**DATA FOR THIS EXERCISE**
▬▬▬

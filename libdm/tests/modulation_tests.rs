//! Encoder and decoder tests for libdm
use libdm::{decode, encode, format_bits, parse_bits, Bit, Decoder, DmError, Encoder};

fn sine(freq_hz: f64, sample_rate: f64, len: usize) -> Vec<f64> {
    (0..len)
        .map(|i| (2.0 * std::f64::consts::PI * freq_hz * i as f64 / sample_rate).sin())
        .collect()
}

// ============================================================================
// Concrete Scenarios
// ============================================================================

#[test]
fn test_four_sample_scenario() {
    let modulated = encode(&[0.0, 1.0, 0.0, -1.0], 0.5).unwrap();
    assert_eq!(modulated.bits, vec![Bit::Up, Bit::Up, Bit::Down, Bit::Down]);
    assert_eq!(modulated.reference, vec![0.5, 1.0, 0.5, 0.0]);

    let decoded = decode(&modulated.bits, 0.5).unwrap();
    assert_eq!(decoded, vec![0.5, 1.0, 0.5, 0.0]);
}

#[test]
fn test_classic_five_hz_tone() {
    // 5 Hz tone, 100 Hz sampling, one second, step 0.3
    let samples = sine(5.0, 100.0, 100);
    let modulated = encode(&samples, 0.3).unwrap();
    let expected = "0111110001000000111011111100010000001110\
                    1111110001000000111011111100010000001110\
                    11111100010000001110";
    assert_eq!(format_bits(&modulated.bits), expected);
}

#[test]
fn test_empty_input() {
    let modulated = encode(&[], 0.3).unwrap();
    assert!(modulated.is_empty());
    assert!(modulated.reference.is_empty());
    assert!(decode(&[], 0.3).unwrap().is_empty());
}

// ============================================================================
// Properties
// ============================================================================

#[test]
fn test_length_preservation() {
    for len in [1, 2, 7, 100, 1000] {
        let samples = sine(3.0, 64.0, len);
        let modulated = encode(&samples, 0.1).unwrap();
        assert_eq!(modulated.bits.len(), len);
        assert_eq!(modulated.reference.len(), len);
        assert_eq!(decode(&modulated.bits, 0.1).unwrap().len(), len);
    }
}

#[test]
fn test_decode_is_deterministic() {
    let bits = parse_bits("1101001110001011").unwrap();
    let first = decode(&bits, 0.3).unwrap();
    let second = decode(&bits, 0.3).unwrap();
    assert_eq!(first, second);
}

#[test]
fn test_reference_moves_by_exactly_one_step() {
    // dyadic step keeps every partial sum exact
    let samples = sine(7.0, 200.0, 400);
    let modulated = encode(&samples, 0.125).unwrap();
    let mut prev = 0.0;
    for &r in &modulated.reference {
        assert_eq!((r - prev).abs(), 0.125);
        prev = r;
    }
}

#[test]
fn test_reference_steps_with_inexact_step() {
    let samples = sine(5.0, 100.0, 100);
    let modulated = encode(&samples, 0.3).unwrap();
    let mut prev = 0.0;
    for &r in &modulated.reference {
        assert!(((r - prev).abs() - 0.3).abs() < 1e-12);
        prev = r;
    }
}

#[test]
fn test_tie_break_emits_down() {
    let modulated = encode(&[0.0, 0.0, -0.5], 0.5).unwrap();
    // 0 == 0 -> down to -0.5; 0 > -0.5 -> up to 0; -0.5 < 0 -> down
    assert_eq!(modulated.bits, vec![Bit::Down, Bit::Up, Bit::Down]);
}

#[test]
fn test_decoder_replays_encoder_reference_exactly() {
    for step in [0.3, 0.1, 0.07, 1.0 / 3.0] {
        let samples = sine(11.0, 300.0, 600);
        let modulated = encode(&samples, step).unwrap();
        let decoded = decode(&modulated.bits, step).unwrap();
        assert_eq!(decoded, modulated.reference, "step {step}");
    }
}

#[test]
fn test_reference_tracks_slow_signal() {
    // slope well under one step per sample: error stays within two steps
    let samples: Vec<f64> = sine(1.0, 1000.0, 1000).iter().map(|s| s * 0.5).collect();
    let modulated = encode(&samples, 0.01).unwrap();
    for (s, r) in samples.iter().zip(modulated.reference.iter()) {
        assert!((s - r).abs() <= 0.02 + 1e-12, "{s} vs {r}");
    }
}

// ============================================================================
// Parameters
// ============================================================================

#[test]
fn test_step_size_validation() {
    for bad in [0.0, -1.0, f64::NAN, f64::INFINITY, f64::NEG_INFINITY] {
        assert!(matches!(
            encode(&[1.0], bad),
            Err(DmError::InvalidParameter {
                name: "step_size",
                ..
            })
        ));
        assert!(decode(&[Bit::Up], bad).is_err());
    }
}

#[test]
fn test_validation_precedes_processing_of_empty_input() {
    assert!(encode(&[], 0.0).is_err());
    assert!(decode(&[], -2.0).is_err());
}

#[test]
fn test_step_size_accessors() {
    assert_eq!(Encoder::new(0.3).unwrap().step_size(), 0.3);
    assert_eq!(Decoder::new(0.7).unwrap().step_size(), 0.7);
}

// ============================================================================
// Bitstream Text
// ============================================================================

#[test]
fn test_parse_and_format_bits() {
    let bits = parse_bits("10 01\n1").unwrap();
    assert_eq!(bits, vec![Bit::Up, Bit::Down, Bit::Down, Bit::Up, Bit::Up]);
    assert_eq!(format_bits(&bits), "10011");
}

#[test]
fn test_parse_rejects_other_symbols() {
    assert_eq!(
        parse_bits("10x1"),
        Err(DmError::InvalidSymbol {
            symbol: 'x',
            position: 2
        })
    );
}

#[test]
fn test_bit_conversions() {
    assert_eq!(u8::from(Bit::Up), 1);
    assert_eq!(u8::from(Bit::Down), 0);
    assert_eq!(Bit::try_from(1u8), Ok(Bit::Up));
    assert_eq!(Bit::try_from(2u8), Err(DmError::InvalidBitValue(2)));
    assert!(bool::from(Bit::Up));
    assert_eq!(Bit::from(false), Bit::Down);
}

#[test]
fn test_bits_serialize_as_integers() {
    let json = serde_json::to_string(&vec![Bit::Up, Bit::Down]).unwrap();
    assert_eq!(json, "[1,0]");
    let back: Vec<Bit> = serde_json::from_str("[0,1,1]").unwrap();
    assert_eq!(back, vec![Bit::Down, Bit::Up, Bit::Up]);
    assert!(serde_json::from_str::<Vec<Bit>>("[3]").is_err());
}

▬▬▬

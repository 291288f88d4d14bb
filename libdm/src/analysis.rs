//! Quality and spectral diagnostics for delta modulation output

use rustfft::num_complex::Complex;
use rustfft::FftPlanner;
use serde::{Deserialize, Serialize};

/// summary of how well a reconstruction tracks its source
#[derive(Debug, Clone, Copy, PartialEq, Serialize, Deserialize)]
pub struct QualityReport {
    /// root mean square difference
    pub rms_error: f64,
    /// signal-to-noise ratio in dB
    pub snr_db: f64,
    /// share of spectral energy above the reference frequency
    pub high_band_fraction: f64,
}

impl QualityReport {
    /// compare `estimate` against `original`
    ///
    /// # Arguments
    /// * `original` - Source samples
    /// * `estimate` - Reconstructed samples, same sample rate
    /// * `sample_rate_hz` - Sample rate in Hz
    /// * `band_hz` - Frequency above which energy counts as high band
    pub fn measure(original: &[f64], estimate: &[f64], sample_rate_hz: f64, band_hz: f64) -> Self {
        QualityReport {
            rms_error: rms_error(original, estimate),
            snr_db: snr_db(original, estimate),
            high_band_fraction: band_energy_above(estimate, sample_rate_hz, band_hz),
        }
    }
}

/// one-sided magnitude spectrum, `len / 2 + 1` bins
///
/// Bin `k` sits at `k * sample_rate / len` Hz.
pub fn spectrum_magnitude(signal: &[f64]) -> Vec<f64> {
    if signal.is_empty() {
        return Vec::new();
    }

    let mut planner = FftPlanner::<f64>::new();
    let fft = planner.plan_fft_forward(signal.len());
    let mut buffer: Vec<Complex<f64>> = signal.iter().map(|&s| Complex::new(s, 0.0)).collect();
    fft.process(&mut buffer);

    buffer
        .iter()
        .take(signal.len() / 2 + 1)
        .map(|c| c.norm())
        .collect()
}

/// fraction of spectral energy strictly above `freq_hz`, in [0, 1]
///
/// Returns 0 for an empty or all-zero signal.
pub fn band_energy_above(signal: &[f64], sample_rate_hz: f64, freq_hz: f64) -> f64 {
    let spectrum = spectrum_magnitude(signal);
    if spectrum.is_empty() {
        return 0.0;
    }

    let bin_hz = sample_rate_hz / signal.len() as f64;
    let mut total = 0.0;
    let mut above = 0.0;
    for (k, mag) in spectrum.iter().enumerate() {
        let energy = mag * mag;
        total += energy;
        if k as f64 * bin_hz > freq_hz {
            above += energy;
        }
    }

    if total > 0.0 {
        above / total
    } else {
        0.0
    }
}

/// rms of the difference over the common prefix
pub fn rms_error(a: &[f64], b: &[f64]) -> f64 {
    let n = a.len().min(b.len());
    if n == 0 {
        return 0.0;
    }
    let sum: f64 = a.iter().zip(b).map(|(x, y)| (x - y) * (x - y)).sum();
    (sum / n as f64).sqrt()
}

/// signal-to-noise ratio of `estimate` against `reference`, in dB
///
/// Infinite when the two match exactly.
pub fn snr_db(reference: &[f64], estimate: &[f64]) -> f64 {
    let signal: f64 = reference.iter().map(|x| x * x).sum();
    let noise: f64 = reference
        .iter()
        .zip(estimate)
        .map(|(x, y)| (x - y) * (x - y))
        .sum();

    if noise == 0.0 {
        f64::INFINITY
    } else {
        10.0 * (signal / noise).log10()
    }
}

▬▬▬

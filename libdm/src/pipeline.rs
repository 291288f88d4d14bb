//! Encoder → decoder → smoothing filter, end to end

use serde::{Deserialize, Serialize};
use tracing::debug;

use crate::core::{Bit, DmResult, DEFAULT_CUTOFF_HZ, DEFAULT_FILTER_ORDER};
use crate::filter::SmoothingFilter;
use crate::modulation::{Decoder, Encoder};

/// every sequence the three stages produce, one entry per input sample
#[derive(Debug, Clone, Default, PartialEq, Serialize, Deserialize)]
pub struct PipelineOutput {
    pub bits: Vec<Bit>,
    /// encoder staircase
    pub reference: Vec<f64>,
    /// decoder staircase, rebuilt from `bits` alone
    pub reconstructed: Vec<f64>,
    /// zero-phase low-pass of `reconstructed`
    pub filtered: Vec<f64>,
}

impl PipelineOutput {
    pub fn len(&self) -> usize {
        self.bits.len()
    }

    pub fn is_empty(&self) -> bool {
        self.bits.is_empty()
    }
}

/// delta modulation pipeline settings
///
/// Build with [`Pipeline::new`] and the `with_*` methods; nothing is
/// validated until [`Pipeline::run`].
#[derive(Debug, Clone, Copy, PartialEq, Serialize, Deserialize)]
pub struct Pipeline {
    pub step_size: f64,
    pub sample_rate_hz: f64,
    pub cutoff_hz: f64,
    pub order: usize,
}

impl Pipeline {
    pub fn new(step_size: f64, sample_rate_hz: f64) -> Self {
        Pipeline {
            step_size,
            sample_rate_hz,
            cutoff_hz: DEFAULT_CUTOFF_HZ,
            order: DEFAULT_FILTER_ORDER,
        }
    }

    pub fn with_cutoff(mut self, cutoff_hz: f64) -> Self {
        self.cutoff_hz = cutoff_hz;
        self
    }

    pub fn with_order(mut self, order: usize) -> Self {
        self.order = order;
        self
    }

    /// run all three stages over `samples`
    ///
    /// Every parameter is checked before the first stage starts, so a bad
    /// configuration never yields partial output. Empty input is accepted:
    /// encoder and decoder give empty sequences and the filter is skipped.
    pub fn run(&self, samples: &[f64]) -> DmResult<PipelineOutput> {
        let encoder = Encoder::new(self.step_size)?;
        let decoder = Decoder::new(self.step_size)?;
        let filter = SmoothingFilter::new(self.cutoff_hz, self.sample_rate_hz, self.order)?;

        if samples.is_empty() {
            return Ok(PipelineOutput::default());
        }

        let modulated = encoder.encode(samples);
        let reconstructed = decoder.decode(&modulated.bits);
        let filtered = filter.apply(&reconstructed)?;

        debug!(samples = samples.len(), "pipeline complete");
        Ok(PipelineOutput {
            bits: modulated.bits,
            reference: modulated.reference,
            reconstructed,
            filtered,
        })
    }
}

▬▬▬

**YOUR OBJECTIVE**
In the listing above, locate the line containing "filename libdm/tests/modulation_tests.rs" and the line containing "1111110001000000111011111100010000001110\". Extract those two lines and every line between them, exactly as written, and only those.

**TASK ANSWER**
filename libdm/tests/modulation_tests.rs
//! Encoder and decoder tests for libdm
use libdm::{decode, encode, format_bits, parse_bits, Bit, Decoder, DmError, Encoder};

fn sine(freq_hz: f64, sample_rate: f64, len: usize) -> Vec<f64> {
    (0..len)
        .map(|i| (2.0 * std::f64::consts::PI * freq_hz * i as f64 / sample_rate).sin())
        .collect()
}

// ============================================================================
// Concrete Scenarios
// ============================================================================

#[test]
fn test_four_sample_scenario() {
    let modulated = encode(&[0.0, 1.0, 0.0, -1.0], 0.5).unwrap();
    assert_eq!(modulated.bits, vec![Bit::Up, Bit::Up, Bit::Down, Bit::Down]);
    assert_eq!(modulated.reference, vec![0.5, 1.0, 0.5, 0.0]);

    let decoded = decode(&modulated.bits, 0.5).unwrap();
    assert_eq!(decoded, vec![0.5, 1.0, 0.5, 0.0]);
}

#[test]
fn test_classic_five_hz_tone() {
    // 5 Hz tone, 100 Hz sampling, one second, step 0.3
    let samples = sine(5.0, 100.0, 100);
    let modulated = encode(&samples, 0.3).unwrap();
    let expected = "0111110001000000111011111100010000001110\
                    1111110001000000111011111100010000001110\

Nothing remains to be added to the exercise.